Check each line of the material below for the string "files", then report how many lines have it, and nothing else.

*** Input material

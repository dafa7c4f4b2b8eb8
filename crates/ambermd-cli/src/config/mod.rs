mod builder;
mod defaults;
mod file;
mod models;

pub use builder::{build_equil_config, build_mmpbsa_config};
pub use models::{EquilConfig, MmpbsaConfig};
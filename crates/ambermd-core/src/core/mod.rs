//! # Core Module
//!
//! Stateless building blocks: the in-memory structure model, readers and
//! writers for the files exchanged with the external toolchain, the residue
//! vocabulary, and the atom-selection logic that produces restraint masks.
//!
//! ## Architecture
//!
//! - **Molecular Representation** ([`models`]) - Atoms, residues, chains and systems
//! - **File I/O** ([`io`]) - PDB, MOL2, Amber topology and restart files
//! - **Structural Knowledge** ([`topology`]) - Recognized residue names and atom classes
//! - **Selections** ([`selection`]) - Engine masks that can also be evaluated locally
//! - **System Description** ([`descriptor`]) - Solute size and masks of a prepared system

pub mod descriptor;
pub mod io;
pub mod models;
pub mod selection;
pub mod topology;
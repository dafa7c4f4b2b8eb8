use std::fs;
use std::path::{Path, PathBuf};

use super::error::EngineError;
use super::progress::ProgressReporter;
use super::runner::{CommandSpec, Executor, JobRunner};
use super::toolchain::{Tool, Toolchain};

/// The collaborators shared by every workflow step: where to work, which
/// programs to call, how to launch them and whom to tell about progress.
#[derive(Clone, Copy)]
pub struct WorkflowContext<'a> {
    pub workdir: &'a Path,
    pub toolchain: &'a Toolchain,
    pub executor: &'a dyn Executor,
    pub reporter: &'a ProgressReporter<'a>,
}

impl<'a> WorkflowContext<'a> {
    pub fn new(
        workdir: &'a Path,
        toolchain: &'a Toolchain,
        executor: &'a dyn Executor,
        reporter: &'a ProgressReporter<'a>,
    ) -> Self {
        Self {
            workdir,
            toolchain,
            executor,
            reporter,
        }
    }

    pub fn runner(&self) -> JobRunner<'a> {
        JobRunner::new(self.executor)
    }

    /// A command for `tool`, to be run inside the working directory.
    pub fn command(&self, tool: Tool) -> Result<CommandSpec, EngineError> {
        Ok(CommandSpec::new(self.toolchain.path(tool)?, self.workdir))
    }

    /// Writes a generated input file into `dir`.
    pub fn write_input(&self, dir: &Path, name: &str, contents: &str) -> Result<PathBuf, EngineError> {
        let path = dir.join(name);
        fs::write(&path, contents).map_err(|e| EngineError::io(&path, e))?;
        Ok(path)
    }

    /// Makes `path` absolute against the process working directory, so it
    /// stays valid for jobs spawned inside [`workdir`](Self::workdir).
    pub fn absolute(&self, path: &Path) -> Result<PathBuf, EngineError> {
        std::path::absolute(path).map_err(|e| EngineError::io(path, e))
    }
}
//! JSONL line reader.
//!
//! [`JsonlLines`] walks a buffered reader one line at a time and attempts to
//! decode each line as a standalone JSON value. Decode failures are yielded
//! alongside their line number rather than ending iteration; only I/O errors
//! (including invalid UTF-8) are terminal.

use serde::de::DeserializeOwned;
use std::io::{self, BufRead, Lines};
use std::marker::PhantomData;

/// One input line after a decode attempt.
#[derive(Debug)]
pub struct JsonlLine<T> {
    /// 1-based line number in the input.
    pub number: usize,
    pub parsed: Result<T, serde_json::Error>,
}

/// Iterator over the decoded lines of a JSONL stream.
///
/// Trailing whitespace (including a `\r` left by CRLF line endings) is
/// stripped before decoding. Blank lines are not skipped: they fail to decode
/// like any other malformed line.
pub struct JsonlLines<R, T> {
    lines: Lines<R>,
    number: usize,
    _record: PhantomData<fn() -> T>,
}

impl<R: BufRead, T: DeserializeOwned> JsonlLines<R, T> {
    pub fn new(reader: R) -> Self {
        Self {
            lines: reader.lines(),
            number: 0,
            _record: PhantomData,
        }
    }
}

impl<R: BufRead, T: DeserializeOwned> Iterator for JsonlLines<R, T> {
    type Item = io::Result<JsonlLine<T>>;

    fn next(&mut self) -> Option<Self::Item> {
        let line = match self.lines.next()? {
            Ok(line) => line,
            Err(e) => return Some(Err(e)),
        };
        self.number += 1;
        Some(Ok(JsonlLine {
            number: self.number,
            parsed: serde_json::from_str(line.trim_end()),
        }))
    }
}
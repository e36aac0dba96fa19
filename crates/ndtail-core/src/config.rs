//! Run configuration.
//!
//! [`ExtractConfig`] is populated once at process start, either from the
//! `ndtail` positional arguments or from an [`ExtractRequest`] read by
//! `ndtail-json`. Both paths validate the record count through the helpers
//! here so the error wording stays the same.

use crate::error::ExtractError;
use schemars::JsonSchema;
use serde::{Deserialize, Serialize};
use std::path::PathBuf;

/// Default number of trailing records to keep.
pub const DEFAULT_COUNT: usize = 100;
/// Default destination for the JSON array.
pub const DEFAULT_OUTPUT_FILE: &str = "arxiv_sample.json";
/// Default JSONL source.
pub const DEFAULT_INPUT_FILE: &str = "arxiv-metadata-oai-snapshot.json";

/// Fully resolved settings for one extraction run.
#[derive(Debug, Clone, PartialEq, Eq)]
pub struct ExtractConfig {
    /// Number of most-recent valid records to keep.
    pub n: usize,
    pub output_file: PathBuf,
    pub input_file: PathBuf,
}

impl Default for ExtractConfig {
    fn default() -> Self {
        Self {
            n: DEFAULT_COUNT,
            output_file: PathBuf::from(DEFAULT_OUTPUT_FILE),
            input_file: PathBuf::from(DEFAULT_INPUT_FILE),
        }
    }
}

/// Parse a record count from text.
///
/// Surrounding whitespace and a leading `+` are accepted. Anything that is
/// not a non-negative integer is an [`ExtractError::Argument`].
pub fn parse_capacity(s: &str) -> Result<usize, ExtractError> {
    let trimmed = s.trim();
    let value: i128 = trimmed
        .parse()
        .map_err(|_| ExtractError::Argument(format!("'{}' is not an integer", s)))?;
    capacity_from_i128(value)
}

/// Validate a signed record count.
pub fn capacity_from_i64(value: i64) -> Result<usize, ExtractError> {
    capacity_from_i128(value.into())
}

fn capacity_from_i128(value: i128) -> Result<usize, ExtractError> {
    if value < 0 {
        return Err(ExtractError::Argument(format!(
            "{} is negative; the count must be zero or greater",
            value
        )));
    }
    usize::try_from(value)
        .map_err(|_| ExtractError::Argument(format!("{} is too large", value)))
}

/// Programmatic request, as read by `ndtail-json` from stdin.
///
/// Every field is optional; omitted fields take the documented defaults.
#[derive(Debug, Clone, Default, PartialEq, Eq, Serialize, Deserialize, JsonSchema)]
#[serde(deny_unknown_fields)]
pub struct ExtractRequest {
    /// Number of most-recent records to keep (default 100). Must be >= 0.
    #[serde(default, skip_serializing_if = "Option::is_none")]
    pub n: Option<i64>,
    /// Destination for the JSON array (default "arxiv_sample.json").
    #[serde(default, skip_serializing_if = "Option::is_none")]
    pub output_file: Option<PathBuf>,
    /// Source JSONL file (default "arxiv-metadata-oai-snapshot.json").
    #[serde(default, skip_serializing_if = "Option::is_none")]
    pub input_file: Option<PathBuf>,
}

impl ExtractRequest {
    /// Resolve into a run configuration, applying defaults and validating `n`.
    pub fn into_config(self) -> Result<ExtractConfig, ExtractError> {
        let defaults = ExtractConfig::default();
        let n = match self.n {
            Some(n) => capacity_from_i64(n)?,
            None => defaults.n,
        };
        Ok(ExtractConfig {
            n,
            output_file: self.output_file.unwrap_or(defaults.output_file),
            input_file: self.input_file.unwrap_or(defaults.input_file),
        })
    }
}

******
*** Input material

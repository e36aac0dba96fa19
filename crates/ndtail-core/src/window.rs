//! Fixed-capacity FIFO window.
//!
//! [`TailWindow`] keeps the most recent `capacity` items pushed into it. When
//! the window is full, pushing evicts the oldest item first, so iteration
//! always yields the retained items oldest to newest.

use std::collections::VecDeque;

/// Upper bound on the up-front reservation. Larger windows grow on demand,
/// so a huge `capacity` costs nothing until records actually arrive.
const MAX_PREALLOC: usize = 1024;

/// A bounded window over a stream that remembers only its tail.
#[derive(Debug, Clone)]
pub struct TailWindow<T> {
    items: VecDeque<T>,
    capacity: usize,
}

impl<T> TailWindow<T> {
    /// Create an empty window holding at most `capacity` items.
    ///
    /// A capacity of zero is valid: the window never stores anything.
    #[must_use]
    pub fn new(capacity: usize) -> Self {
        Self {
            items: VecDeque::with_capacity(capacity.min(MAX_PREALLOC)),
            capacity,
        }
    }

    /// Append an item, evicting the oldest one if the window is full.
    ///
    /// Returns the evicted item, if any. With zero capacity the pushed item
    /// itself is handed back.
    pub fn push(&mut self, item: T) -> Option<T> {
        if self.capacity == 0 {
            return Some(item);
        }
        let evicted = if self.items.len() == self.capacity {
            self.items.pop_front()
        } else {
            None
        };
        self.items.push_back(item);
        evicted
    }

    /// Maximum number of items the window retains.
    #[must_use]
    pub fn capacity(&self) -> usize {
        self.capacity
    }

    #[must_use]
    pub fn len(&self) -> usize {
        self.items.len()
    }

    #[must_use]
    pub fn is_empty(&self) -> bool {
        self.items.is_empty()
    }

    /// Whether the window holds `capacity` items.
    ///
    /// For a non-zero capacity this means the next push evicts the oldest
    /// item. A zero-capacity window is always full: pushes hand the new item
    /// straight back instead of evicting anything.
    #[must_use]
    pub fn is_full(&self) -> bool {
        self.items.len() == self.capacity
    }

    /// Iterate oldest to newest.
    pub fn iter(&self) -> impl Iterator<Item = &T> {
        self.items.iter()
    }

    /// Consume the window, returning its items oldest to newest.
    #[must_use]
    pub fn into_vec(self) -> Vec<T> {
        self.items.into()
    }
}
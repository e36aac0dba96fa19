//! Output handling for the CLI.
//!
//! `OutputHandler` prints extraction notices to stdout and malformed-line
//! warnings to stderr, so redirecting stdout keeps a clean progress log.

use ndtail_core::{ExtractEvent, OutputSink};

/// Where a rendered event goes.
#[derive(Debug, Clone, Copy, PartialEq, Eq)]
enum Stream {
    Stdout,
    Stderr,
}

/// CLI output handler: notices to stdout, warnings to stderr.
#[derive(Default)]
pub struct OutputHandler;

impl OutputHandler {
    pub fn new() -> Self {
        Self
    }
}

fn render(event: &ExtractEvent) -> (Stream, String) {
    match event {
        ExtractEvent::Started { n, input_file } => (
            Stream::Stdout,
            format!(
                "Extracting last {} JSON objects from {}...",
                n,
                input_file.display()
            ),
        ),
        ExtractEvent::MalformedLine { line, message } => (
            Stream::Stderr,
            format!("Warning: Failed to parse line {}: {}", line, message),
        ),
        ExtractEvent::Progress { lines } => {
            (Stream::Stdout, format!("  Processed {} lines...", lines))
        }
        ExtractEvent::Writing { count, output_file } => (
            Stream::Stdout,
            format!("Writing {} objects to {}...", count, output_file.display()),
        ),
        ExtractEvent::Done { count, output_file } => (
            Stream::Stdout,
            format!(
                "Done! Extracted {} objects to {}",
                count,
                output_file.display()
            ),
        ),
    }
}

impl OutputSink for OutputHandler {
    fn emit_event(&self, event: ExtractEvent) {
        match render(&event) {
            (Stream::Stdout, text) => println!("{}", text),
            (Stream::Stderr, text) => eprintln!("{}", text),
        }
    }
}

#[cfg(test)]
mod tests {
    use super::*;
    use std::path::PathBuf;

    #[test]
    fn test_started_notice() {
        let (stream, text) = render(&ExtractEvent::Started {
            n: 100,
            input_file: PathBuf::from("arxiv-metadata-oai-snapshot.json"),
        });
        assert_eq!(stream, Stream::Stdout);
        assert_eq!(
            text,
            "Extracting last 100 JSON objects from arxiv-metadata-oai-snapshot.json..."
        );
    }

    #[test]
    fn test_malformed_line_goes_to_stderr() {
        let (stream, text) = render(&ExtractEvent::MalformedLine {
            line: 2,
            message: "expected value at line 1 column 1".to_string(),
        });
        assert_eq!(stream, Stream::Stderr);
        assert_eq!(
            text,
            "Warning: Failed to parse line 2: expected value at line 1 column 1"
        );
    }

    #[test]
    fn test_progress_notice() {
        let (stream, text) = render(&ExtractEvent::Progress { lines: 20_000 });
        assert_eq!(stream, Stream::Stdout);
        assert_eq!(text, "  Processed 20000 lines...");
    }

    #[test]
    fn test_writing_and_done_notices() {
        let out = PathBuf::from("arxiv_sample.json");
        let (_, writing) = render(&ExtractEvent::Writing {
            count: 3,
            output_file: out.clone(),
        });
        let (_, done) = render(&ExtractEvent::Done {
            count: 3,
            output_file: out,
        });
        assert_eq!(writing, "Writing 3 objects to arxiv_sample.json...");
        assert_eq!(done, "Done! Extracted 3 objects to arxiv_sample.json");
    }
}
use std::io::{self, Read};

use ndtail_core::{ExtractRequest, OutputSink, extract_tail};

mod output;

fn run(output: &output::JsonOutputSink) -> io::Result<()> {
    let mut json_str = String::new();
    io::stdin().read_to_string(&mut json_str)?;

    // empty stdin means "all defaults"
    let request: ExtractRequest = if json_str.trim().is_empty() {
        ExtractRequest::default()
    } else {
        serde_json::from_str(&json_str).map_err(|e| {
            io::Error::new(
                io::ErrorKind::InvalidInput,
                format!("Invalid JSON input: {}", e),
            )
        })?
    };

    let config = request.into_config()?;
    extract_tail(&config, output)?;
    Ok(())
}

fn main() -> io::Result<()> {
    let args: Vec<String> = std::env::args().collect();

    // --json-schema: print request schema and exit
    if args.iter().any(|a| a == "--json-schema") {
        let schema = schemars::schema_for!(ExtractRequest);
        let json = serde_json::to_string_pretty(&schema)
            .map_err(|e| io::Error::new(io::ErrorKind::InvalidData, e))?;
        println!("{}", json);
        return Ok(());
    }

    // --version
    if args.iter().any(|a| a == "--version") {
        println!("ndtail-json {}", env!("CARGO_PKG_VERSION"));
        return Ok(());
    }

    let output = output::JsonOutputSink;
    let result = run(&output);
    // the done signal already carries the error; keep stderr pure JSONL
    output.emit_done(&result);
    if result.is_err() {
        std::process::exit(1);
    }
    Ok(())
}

******

Problem solution » 2